(Stored data)
=-=-=-=-=

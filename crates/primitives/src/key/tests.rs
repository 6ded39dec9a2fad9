use super::*;

#[test]
fn parse_accepts_two_parts() {
	assert_eq!(DegreeKey::parse("Kind,2"), Ok(DegreeKey::new("Kind", 2)));
	assert_eq!(DegreeKey::parse("Kind,-2"), Ok(DegreeKey::new("Kind", -2)));
}

#[test]
fn parse_tolerates_space_before_degree() {
	assert_eq!(DegreeKey::parse("Nerves, -1"), Ok(DegreeKey::new("Nerves", -1)));
}

#[test]
fn parse_keeps_underscores_in_trait_id() {
	let key: DegreeKey = "Too_Smart,0".parse().unwrap();
	assert_eq!(key.trait_id, "Too_Smart");
	assert_eq!(key.degree, 0);
}

#[test]
fn parse_rejects_single_part() {
	assert_eq!(
		DegreeKey::parse("OnlyOnePart"),
		Err(KeyError::Malformed {
			key: "OnlyOnePart".into(),
			parts: 1,
		})
	);
}

#[test]
fn parse_rejects_extra_parts() {
	assert!(matches!(
		DegreeKey::parse("a,b,3"),
		Err(KeyError::Malformed { parts: 3, .. })
	));
}

#[test]
fn parse_rejects_non_integer_degree() {
	assert!(matches!(
		DegreeKey::parse("Kind,high"),
		Err(KeyError::InvalidDegree { degree, .. }) if degree == "high"
	));
	assert!(matches!(DegreeKey::parse("Kind,"), Err(KeyError::InvalidDegree { .. })));
}

#[test]
fn display_matches_persisted_form() {
	let key = DegreeKey::new("Beauty", -2);
	assert_eq!(key.to_string(), "Beauty,-2");
	assert_eq!(DegreeKey::parse(&key.to_string()), Ok(key));
}
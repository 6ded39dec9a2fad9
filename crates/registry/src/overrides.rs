//! Writes override or snapshot scores back into the score extensions.
//!
//! Each key is handled on its own: a key that cannot be decoded or resolved
//! is skipped with a diagnostic and the rest of the batch still applies. A
//! score is either fully overwritten or left untouched.

use traitval_config::OverrideMap;
use traitval_primitives::DegreeKey;

use crate::def::TraitDef;
use crate::diagnostic::{Diagnostic, record};
use crate::registry::Registry;
use crate::snapshot::Snapshot;

/// Where replacement scores come from.
#[derive(Debug, Clone, Copy)]
pub enum OverrideSource<'a> {
	/// Restore the scores captured at load.
	Reset,
	/// Apply user overrides keyed by `traitId,degree`.
	Apply(&'a OverrideMap),
}

/// Outcome of an override pass.
#[derive(Debug, Clone, Default, PartialEq, Eq)]
pub struct OverrideReport {
	/// Scores written.
	pub applied: usize,
	/// Keys skipped.
	pub skipped: usize,
	pub diagnostics: Vec<Diagnostic>,
}

impl OverrideReport {
	fn skip(&mut self, diagnostic: Diagnostic) {
		self.skipped += 1;
		record(&mut self.diagnostics, diagnostic);
	}
}

/// Writes the scores from `source` into `defs`.
pub fn apply_overrides(
	registry: &Registry,
	defs: &mut [TraitDef],
	snapshot: &Snapshot,
	source: OverrideSource<'_>,
) -> OverrideReport {
	let mut report = OverrideReport::default();

	match source {
		OverrideSource::Reset => {
			for (key, value) in snapshot.iter() {
				match write_value(registry, defs, key, value) {
					Ok(()) => report.applied += 1,
					Err(diagnostic) => report.skip(diagnostic),
				}
			}
		}
		OverrideSource::Apply(overrides) => {
			for (raw, &value) in overrides {
				let result = DegreeKey::parse(raw)
					.map_err(Diagnostic::MalformedKey)
					.and_then(|key| write_value(registry, defs, &key, value));
				match result {
					Ok(()) => report.applied += 1,
					Err(diagnostic) => report.skip(diagnostic),
				}
			}
		}
	}

	tracing::debug!(
		domain = "trait_values",
		mode = if matches!(source, OverrideSource::Reset) { "reset" } else { "apply" },
		applied = report.applied,
		skipped = report.skipped,
		"applied trait value overrides"
	);
	report
}

fn write_value(
	registry: &Registry,
	defs: &mut [TraitDef],
	key: &DegreeKey,
	value: i32,
) -> Result<(), Diagnostic> {
	let def = registry
		.resolve_mut(defs, &key.trait_id)
		.ok_or_else(|| Diagnostic::UnresolvedTrait(key.clone()))?;
	let extension = def
		.extension
		.as_mut()
		.ok_or_else(|| Diagnostic::MissingExtension(key.clone()))?;
	let entry = extension
		.find_mut(key.degree)
		.ok_or_else(|| Diagnostic::UnresolvedDegree(key.clone()))?;
	entry.value = value;
	Ok(())
}
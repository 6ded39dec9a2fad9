//! Original scores recorded at load, used to undo overrides.

use rustc_hash::FxHashMap as HashMap;
use traitval_primitives::DegreeKey;

use crate::def::TraitDef;
use crate::registry::Registry;

/// Scores as they were authored, before any override was applied.
///
/// Only degrees the extension scored at capture time are recorded; values
/// synthesized later by the consistency pass have no entry and are left
/// alone by a reset.
#[derive(Debug, Clone, Default, PartialEq, Eq)]
pub struct Snapshot {
	values: HashMap<DegreeKey, i32>,
}

impl Snapshot {
	/// Records the current score of every scored degree of every registered
	/// trait.
	pub fn capture(registry: &Registry, defs: &[TraitDef]) -> Self {
		let mut values = HashMap::default();
		for def in registry.traits(defs) {
			let Some(extension) = &def.extension else {
				continue;
			};
			for degree in &def.degrees {
				if let Some(entry) = extension.find(degree.degree) {
					values
						.entry(DegreeKey::new(def.id.as_str(), degree.degree))
						.or_insert(entry.value);
				}
			}
		}

		tracing::debug!(domain = "trait_values", entries = values.len(), "captured original trait values");
		Self { values }
	}

	pub fn get(&self, key: &DegreeKey) -> Option<i32> {
		self.values.get(key).copied()
	}

	pub fn iter(&self) -> impl Iterator<Item = (&DegreeKey, i32)> {
		self.values.iter().map(|(k, &v)| (k, v))
	}

	pub fn len(&self) -> usize {
		self.values.len()
	}

	pub fn is_empty(&self) -> bool {
		self.values.is_empty()
	}
}
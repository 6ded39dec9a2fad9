//! Idempotent label coloring.
//!
//! Coloring wraps a degree label as `<color=#RRGGBB>Label</color>` and
//! remembers the text it replaced in the degree's [`Annotation`], so
//! uncoloring restores the label exactly. Labels that already carry a color
//! tag without that state (colored by an earlier session) count as colored;
//! uncoloring strips their tags by position.

use traitval_config::ColorBands;
use traitval_primitives::{COLOR_TAG_CLOSE, COLOR_TAG_LEN, COLOR_TAG_MARKER};

use crate::def::{Annotation, DegreeData, TraitDef};
use crate::engine::value_tag;
use crate::extremes::RunningExtremes;
use crate::registry::Registry;

impl DegreeData {
	/// Returns true if the label carries a color tag.
	pub fn is_colored(&self) -> bool {
		matches!(self.annotation, Annotation::Colored { .. }) || self.label.contains(COLOR_TAG_MARKER)
	}

	/// Wraps the label in `tag`, unless it is already colored.
	///
	/// Returns true if the label changed.
	pub fn colorize(&mut self, tag: &str) -> bool {
		if self.is_colored() {
			return false;
		}
		let original = std::mem::take(&mut self.label);
		self.label = format!("{tag}{}{COLOR_TAG_CLOSE}", capitalize_first(&original));
		self.annotation = Annotation::Colored { original };
		true
	}

	/// Removes the color tag, restoring the label.
	///
	/// Returns true if the label changed.
	pub fn uncolorize(&mut self) -> bool {
		match std::mem::take(&mut self.annotation) {
			Annotation::Colored { original } => {
				self.label = original;
				true
			}
			Annotation::Plain => match strip_color_tags(&self.label) {
				Some(stripped) => {
					self.label = stripped;
					true
				}
				None => false,
			},
		}
	}
}

/// Uppercases the first character of `label`.
pub fn capitalize_first(label: &str) -> String {
	let mut chars = label.chars();
	match chars.next() {
		Some(first) => first.to_uppercase().chain(chars).collect(),
		None => String::new(),
	}
}

/// Removes the first opening tag and every closing tag from `label`.
///
/// Returns `None` if the label has no opening tag.
fn strip_color_tags(label: &str) -> Option<String> {
	let start = label.find(COLOR_TAG_MARKER)?;
	let end = (start + COLOR_TAG_LEN).min(label.len());
	let end = (end..=label.len()).find(|&i| label.is_char_boundary(i)).unwrap_or(label.len());

	let mut stripped = String::with_capacity(label.len());
	stripped.push_str(&label[..start]);
	stripped.push_str(&label[end..]);
	Some(stripped.replace(COLOR_TAG_CLOSE, ""))
}

/// Colors every uncolored degree label of every scored trait.
///
/// First widens `extremes` with every score of every registered trait, then
/// wraps each label in the tag for its degree's score. Already colored
/// labels and degrees without a score are left alone. Returns the number of
/// labels colored.
pub fn color_labels(
	registry: &Registry,
	defs: &mut [TraitDef],
	extremes: &mut RunningExtremes,
	bands: &ColorBands,
) -> usize {
	for def in registry.traits(defs) {
		if let Some(extension) = &def.extension {
			extremes.observe_all(extension.values.iter().map(|v| v.value));
		}
	}
	let extremes = *extremes;

	let mut colored = 0;
	for &index in registry.trait_indices() {
		let Some(def) = defs.get_mut(index) else {
			continue;
		};
		let Some(extension) = def.extension.as_ref().filter(|e| !e.is_empty()) else {
			continue;
		};
		for degree in &mut def.degrees {
			if degree.is_colored() {
				continue;
			}
			let Some(entry) = extension.find(degree.degree) else {
				tracing::debug!(
					domain = "trait_values",
					trait_id = %def.id,
					degree = degree.degree,
					"degree has no score; label left uncolored"
				);
				continue;
			};
			if degree.colorize(&value_tag(entry.value, extremes, bands)) {
				colored += 1;
			}
		}
	}

	tracing::debug!(
		domain = "trait_values",
		colored,
		best = extremes.best(),
		worst = extremes.worst(),
		"colored trait labels"
	);
	colored
}

/// Removes color tags from every registered degree label.
///
/// Returns the number of labels restored.
pub fn uncolor_labels(registry: &Registry, defs: &mut [TraitDef]) -> usize {
	let mut restored = 0;
	for &index in registry.trait_indices() {
		let Some(def) = defs.get_mut(index) else {
			continue;
		};
		restored += def.degrees.iter_mut().map(DegreeData::uncolorize).filter(|&changed| changed).count();
	}

	tracing::debug!(domain = "trait_values", restored, "uncolored trait labels");
	restored
}
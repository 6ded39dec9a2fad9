//! RGB colors and the rich-text tags labels are wrapped in.
//!
//! Colors are stored as 8-bit channels. Blending happens in floating point
//! and rounds back with ties-to-even, matching the host's integer rounding
//! when it renders `<color=#RRGGBB>` tags.

use std::fmt;

/// Prefix shared by every opening color tag.
pub const COLOR_TAG_MARKER: &str = "<color=#";
/// Closing color tag.
pub const COLOR_TAG_CLOSE: &str = "</color>";
/// Byte length of a rendered opening tag, `<color=#RRGGBB>`.
pub const COLOR_TAG_LEN: usize = COLOR_TAG_MARKER.len() + 7;

/// A true-color RGB value.
#[derive(Debug, Clone, Copy, PartialEq, Eq, Hash, Default)]
pub struct Rgb {
	pub r: u8,
	pub g: u8,
	pub b: u8,
}

impl Rgb {
	pub const WHITE: Self = Self::new(255, 255, 255);
	pub const BLACK: Self = Self::new(0, 0, 0);

	/// Creates a color from its three channels.
	pub const fn new(r: u8, g: u8, b: u8) -> Self {
		Self { r, g, b }
	}

	/// Linearly interpolates from `self` toward `target`.
	///
	/// * `t = 0.0` returns `self`
	/// * `t = 1.0` returns `target`
	///
	/// `t` is clamped to `[0.0, 1.0]`; NaN is treated as `0.0`.
	pub fn lerp(self, target: Self, t: f32) -> Self {
		let t = if t.is_nan() { 0.0 } else { t.clamp(0.0, 1.0) };
		Self {
			r: lerp_channel(self.r, target.r, t),
			g: lerp_channel(self.g, target.g, t),
			b: lerp_channel(self.b, target.b, t),
		}
	}

	/// Renders the color as `#RRGGBB` with uppercase hex digits.
	pub fn to_hex(self) -> String {
		format!("#{:02X}{:02X}{:02X}", self.r, self.g, self.b)
	}

	/// Renders the opening rich-text tag for this color, `<color=#RRGGBB>`.
	pub fn to_rich_text(self) -> String {
		format!("{COLOR_TAG_MARKER}{:02X}{:02X}{:02X}>", self.r, self.g, self.b)
	}
}

impl fmt::Display for Rgb {
	fn fmt(&self, f: &mut fmt::Formatter<'_>) -> fmt::Result {
		f.write_str(&self.to_hex())
	}
}

impl From<(u8, u8, u8)> for Rgb {
	fn from((r, g, b): (u8, u8, u8)) -> Self {
		Self::new(r, g, b)
	}
}

#[inline]
fn lerp_channel(from: u8, to: u8, t: f32) -> u8 {
	let from = f32::from(from);
	let to = f32::from(to);
	(from + (to - from) * t).round_ties_even().clamp(0.0, 255.0) as u8
}

#[cfg(test)]
mod tests;
//! Error types for configuration parsing.

use std::path::PathBuf;

use thiserror::Error;
use traitval_primitives::KeyError;

/// Errors that can occur when loading or saving settings.
#[derive(Debug, Error)]
pub enum ConfigError {
	/// Error parsing TOML syntax or structure.
	#[error("TOML parse error: {0}")]
	Parse(#[from] toml::de::Error),

	/// Error serializing settings to TOML.
	#[error("TOML serialize error: {0}")]
	Serialize(#[from] toml::ser::Error),

	/// Error reading or writing a settings file.
	#[error("I/O error on {path}: {error}")]
	Io {
		/// Path to the file that failed.
		path: PathBuf,
		/// The underlying I/O error.
		error: std::io::Error,
	},

	/// A color value could not be parsed.
	#[error("invalid color format: {0}")]
	InvalidColor(String),

	/// A persisted override key is not a valid `traitId,degree` key.
	#[error("invalid override key: {0}")]
	InvalidKey(#[from] KeyError),
}

/// Result type for configuration operations.
pub type Result<T> = std::result::Result<T, ConfigError>;
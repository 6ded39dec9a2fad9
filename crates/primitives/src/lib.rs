//! Leaf value types for trait value annotation: RGB colors and degree keys.

/// RGB colors, linear blending, and rich-text color tags.
pub mod color;
/// Composite `(trait id, degree)` keys and their string encoding.
pub mod key;

pub use color::{COLOR_TAG_CLOSE, COLOR_TAG_LEN, COLOR_TAG_MARKER, Rgb};
pub use key::{DegreeKey, KeyError};
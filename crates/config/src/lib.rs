//! Configuration for trait value annotation.
//!
//! Holds the four colors the gradient is built from and the user's persisted
//! score overrides. Settings are stored as TOML:
//!
//! ```toml
//! [colors]
//! neutral = "#FFFFFF"
//! good = "#4CD964"
//! best = "#2FA8FF"
//! bad = "#FF4040"
//!
//! [changed_values]
//! "Kind,2" = 25
//! ```

/// Color band configuration and color parsing.
pub mod color;
/// Error types for configuration parsing.
pub mod error;
/// Persisted settings document.
pub mod settings;

pub use color::{ColorBands, parse_color};
pub use error::{ConfigError, Result};
pub use settings::{OverrideMap, TraitValueSettings};
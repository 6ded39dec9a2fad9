//! Diagnostics emitted while scanning, repairing and overriding.
//!
//! Every pass keeps going after a problem. Each diagnostic is logged through
//! `tracing` when raised and also returned in the pass's report.

use std::fmt;

use traitval_primitives::{DegreeKey, KeyError};

/// A problem found by one of the passes.
#[derive(Debug, Clone, PartialEq, Eq)]
pub enum Diagnostic {
	/// A trait has no score extension; one scoring every degree zero was
	/// synthesized.
	MissingIntegration {
		trait_id: String,
		package: String,
		author: Option<String>,
	},
	/// A trait's score extension does not score every degree exactly once.
	CountMismatch {
		trait_id: String,
		package: String,
		degrees: usize,
		values: usize,
	},
	/// A persisted override key could not be decoded.
	MalformedKey(KeyError),
	/// No registered trait has the key's id.
	UnresolvedTrait(DegreeKey),
	/// The key's trait has no score extension.
	MissingExtension(DegreeKey),
	/// The key's trait does not score the key's degree.
	UnresolvedDegree(DegreeKey),
}

impl Diagnostic {
	/// Logs the diagnostic.
	pub(crate) fn emit(&self) {
		match self {
			Self::MissingIntegration { trait_id, package, .. } => {
				tracing::warn!(domain = "trait_values", %trait_id, %package, "{self}");
			}
			Self::CountMismatch {
				trait_id,
				package,
				degrees,
				values,
			} => {
				tracing::warn!(domain = "trait_values", %trait_id, %package, degrees, values, "{self}");
			}
			Self::MalformedKey(_) => {
				tracing::warn!(domain = "trait_values", "{self}");
			}
			Self::UnresolvedTrait(key) | Self::MissingExtension(key) | Self::UnresolvedDegree(key) => {
				tracing::warn!(domain = "trait_values", key = %key, "{self}");
			}
		}
	}
}

impl fmt::Display for Diagnostic {
	fn fmt(&self, f: &mut fmt::Formatter<'_>) -> fmt::Result {
		match self {
			Self::MissingIntegration {
				trait_id,
				package,
				author,
			} => write!(
				f,
				"{trait_id} from the package {package} does not have trait values set up; you can ask \
				 the author '{}' to add integration, but be polite about it",
				author.as_deref().unwrap_or("unknown")
			),
			Self::CountMismatch {
				trait_id,
				package,
				degrees,
				values,
			} => write!(
				f,
				"trait {trait_id} from the package {package} has {degrees} degrees, but {values} values; \
				 configure one value per degree"
			),
			Self::MalformedKey(error) => write!(f, "skipping override: {error}"),
			Self::UnresolvedTrait(key) => write!(f, "skipping override '{key}': no trait with that id"),
			Self::MissingExtension(key) => {
				write!(f, "skipping override '{key}': trait has no score extension")
			}
			Self::UnresolvedDegree(key) => {
				write!(f, "skipping override '{key}': trait does not score that degree")
			}
		}
	}
}

/// Records a diagnostic into a report after logging it.
pub(crate) fn record(diagnostics: &mut Vec<Diagnostic>, diagnostic: Diagnostic) {
	diagnostic.emit();
	diagnostics.push(diagnostic);
}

=-=-=-=-=

## Assigned task:
Within the records, on how many lines does the word "high" appear? Provide the number alone.

## Solution for this exercise:
2